━━ Input data

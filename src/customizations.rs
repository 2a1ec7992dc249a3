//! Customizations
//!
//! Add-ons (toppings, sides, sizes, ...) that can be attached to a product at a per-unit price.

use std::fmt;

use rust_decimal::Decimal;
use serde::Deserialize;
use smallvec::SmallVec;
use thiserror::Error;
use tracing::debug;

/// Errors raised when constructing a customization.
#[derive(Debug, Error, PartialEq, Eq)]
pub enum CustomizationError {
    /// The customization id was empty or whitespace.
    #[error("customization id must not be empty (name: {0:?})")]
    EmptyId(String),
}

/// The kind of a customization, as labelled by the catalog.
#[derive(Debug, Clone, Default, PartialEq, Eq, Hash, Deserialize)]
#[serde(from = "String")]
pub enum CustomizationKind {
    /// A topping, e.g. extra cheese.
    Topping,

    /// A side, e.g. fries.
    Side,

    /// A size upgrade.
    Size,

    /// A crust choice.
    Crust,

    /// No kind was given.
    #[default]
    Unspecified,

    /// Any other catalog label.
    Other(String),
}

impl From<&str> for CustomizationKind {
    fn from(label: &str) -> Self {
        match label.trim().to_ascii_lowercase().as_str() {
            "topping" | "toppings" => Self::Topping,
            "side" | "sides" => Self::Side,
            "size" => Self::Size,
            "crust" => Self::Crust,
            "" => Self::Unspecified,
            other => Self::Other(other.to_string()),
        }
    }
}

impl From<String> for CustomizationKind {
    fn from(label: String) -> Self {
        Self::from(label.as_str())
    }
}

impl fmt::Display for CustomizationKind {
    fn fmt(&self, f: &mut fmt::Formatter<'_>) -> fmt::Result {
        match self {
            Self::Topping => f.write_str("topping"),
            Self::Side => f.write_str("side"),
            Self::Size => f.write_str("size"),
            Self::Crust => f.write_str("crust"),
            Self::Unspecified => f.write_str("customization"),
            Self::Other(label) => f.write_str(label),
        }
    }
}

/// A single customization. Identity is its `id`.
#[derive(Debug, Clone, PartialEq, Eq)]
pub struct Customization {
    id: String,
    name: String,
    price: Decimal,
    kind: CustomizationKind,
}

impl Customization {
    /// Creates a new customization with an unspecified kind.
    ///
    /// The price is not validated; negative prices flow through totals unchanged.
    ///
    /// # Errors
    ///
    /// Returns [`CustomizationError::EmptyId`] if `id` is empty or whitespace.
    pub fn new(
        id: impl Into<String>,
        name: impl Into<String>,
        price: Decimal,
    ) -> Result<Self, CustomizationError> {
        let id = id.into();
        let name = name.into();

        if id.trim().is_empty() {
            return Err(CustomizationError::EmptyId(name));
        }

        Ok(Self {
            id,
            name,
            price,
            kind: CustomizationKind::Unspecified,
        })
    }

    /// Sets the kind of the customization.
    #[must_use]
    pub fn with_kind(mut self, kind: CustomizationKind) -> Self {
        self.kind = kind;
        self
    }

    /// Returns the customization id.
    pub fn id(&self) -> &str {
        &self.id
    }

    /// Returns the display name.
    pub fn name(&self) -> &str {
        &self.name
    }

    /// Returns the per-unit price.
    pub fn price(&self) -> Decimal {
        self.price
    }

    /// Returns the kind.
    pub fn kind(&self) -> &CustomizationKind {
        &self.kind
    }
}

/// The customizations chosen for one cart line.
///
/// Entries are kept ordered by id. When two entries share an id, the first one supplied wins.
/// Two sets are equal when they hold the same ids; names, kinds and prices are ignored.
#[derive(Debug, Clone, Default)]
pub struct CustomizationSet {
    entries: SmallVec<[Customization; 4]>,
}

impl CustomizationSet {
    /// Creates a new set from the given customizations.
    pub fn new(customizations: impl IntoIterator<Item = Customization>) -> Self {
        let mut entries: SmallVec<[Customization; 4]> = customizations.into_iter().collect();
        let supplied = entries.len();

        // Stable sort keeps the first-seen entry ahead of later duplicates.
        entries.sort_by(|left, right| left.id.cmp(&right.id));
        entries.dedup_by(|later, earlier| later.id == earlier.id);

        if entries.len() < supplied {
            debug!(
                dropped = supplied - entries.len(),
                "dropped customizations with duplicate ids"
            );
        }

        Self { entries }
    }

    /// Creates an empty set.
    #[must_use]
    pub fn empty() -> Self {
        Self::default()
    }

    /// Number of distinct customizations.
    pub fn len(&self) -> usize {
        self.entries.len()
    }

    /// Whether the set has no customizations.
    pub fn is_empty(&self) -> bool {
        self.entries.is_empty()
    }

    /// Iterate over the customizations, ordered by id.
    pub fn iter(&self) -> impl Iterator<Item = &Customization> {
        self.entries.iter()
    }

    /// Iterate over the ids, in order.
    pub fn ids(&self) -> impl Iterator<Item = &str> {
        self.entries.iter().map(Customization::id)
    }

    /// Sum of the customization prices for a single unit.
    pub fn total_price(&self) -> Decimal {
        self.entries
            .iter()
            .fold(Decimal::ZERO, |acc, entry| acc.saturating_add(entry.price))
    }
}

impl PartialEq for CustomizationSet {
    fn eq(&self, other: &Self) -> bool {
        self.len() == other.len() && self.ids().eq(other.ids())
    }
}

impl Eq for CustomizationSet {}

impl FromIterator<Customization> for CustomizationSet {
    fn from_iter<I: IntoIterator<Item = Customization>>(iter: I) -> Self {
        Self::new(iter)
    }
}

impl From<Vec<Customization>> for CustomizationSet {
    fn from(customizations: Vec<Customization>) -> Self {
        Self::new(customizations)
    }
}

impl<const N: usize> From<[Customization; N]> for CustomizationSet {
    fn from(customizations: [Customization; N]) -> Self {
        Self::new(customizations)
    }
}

━━━━
━━ Input data

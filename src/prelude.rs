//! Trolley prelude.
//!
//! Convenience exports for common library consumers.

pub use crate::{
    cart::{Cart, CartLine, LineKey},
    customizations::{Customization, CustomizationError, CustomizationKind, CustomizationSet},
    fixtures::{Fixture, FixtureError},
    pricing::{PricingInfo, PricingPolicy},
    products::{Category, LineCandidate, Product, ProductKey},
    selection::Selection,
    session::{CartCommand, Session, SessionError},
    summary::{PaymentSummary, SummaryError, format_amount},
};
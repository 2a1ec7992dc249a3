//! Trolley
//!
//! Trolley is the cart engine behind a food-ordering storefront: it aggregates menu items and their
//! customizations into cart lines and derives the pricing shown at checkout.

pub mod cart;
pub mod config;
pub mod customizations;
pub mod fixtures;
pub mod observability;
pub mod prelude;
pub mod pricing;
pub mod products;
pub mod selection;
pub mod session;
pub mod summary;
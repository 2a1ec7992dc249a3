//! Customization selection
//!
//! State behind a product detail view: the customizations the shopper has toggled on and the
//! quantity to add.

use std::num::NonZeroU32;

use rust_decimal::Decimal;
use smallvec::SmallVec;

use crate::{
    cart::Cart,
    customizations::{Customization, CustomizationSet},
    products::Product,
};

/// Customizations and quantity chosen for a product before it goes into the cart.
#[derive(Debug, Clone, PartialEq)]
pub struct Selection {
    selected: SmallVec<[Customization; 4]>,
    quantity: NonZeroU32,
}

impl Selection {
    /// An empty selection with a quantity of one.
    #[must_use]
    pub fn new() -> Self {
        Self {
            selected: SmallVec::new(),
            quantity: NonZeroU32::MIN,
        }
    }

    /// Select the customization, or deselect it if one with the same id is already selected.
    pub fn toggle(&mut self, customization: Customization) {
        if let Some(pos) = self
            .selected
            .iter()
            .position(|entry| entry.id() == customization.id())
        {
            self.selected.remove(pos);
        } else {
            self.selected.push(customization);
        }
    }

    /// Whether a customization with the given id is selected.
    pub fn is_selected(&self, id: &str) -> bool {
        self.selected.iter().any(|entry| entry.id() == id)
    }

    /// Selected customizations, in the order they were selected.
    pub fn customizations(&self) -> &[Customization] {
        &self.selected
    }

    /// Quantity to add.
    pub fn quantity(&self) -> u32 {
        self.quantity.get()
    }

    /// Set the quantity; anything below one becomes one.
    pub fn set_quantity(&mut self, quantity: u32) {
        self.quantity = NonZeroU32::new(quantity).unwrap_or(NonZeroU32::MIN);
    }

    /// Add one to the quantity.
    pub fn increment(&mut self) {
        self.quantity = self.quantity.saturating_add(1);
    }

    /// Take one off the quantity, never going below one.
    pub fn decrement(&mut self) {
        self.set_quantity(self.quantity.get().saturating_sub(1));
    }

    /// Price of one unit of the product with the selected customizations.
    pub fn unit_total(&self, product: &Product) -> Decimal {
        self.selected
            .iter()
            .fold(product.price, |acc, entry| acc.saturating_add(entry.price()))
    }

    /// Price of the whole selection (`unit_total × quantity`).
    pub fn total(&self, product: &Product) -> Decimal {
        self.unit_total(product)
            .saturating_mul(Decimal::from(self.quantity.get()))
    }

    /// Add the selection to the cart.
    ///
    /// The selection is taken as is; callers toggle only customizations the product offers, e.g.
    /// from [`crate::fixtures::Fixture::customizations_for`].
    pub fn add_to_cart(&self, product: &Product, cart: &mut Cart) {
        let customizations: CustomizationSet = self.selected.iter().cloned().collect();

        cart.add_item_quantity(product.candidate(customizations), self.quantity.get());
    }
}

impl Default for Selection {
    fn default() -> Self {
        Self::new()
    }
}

━━━━

_Task objective_
Would you please give the number of lines in the data above that contain the string "catalog"? Reply with that number only.

_Task result_
2